By this time there was a huge crowd of people and more kept coming. I saw my mom running towards me. She did not know what had happened, but seeing all the people gathered she imagined the worst.

She was right; it was the worst. I ran to meet her. She was in hysterics, yelling at me to tell her what was wrong. Through the crowd she could see the lifeguards giving him CPR. She tried to go to him, but I held her back. She grabbed me and began sobbing.

A lifeguard came to us to tell us what was happening. By now the paramedics had arrived, and I saw them pull out electric shock devices, the kind you see in movies. He was dead, and they were trying to shock him back into life. All the strength went out of me and I almost fell to the ground. I could not watch anymore. I turned away. My mom still clung to me. She was talking and crying, but I couldn’t understand her.

One of the lifeguards came over to tell us that they got his heart beating. I felt no relief from this. By this time they had a tube in his mouth giving him oxygen because he was not breathing on his own. People were coming up to my mom and asking her if they could pray for him. I wanted to comfort her and act old and mature and tell her everything was going to be all right. But the only thing I could do was hold her and let her cry.

He lay there on the beach for about an hour with the lifeguards working on him. He was still unconscious, and his heart was very unstable. They slowly put him into the ambulance, and my mom got in also. I remember just standing there watching it drive away, wondering what our life was going to be like from then on.

He did have a broken neck and a severed spinal cord. The cord was severed so high that not only was he totally paralyzed from the neck down, but he was also unable to breathe on his own. At first some doctors told us that he would never be able to talk again or even come home to live. However, after six long, difficult months in a rehabilitation center, he was able to come home. Because of special equipment, he can breathe, talk, and even control a powered wheelchair. By sipping and puffing, he can make his chair do anything he wants.

He has been home for ten months now. It is great to be a family again. However, all of our lives have been affected by what has happened. We, as a family, are maintaining all of his care. I have had to assume many responsibilities. I do many things for him that he used to be able to do on his own.

Through all of this my dad has had the best attitude. He never seems mad or discouraged about what has happened, and he never complains about it. He just accepts it and lives his life to the best of his ability. He has been the ultimate example to me. If he can cope with this without getting discouraged and complaining, then it seems to me that all my problems are nothing.

My dad has accomplished many things in his life. At the time of his injury, he was president of our stake. I’m sure that it is a great comfort to him now that he has done so many things. This teaches me not to waste away a moment of my life. You never know what is going to happen to you. Also, before his accident, I was never sure what I was going to do with my life. Now, with all of the care I have rendered to him, I feel that I would like to become a doctor. This terrible accident has, in fact, affected me in a positive way.

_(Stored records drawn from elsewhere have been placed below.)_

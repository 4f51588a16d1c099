use crate::ast::{Literal, Operator, ResolvedValue};
use crate::error::{ResolveError, TransformError};
use crate::parser::parse;
use crate::resolver::Resolver;
use crate::schema::{PropertyKind, SchemaLookup};

/// Rewrite every use of `old_value` as a value of `property` to `new_value`.
///
/// Only comparisons and `IN` members bound to `property` change; the same
/// text compared against another property stays as it is. The result is the
/// canonical rendering of the rewritten query, so `new_value` is quoted only
/// when it has to be.
///
/// `source` must still resolve against `schema`, so call this before the
/// schema drops `old_value`.
pub fn rename_value(
    source: &str,
    property: &str,
    old_value: &str,
    new_value: &str,
    schema: &dyn SchemaLookup,
) -> Result<String, TransformError> {
    let resolver = Resolver::new(schema);
    let mut query = resolver.query(parse(source)?)?;

    let definition = schema
        .find_property(property)
        .ok_or_else(|| ResolveError::UnknownProperty {
            name: property.to_string(),
            suggestion: None,
        })?;
    let old = resolver.value(&definition, Operator::Eq, Literal::text(old_value))?;
    let new = match definition.kind {
        PropertyKind::Enumerated { numeric: true } | PropertyKind::Numeric => {
            ResolvedValue::number(new_value)
                .unwrap_or_else(|| ResolvedValue::Text(new_value.to_string()))
        }
        _ => ResolvedValue::Text(new_value.to_string()),
    };

    let mut renamed = 0usize;
    if let Some(filter) = query.filter.as_mut() {
        filter.for_each_value_mut(&mut |bound, value| {
            if bound.definition == definition && *value == old {
                *value = new.clone();
                renamed += 1;
            }
        });
    }

    tracing::debug!(property, old_value, new_value, renamed, "renamed property value");
    Ok(query.to_string())
}

#[cfg(test)]
mod tests {
    use super::*;
    use crate::schema::{PropertyDefinition, SchemaSnapshot};
    use pretty_assertions::assert_eq;

    fn schema() -> SchemaSnapshot {
        SchemaSnapshot::new()
            .with_property(
                PropertyDefinition::new(
                    "Feature",
                    "cp_feature",
                    PropertyKind::Enumerated { numeric: false },
                )
                .with_values(["Dashboard", "Notifications", "Applications"]),
            )
            .with_property(
                PropertyDefinition::new(
                    "Feature Thing",
                    "cp_feature_thing",
                    PropertyKind::Enumerated { numeric: false },
                )
                .with_values(["Dashboard"]),
            )
    }

    #[test]
    fn test_rename_only_touches_named_property() {
        let out = rename_value(
            "feature = Dashboard AND \"Feature Thing\" = \"Dashboard\"",
            "Feature",
            "Dashboard",
            "Project Monitoring",
            &schema(),
        )
        .unwrap();
        assert_eq!(out, "Feature = 'Project Monitoring' AND 'Feature Thing' = Dashboard");
    }

    #[test]
    fn test_rename_inside_in_list() {
        let out = rename_value(
            "feature IN (Dashboard, Notifications)",
            "feature",
            "dashboard",
            "Info Radiator",
            &schema(),
        )
        .unwrap();
        assert_eq!(out, "Feature IN ('Info Radiator', Notifications)");
    }

    #[test]
    fn test_unquoted_when_safe() {
        let out = rename_value("feature != Dashboard", "Feature", "Dashboard", "Radiator", &schema())
            .unwrap();
        assert_eq!(out, "Feature != Radiator");
    }

    #[test]
    fn test_unknown_property() {
        let err = rename_value("feature = Dashboard", "Nope", "Dashboard", "X", &schema())
            .unwrap_err();
        assert!(matches!(
            err,
            TransformError::Resolve(ResolveError::UnknownProperty { .. })
        ));
    }
}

I have another photograph of me and my dad. It was taken last summer outside in our front yard. I am standing next to him with my arm around him, and he is sitting in his wheelchair. As I compare the two pictures I can see the difference. It is not that he is in a wheelchair. Others probably couldn’t see the change, but to me, we are not the same people who were in a similar picture a year before. There has been a physical change, but the true change has occurred within. I deeply sense it whenever I look at the last photograph.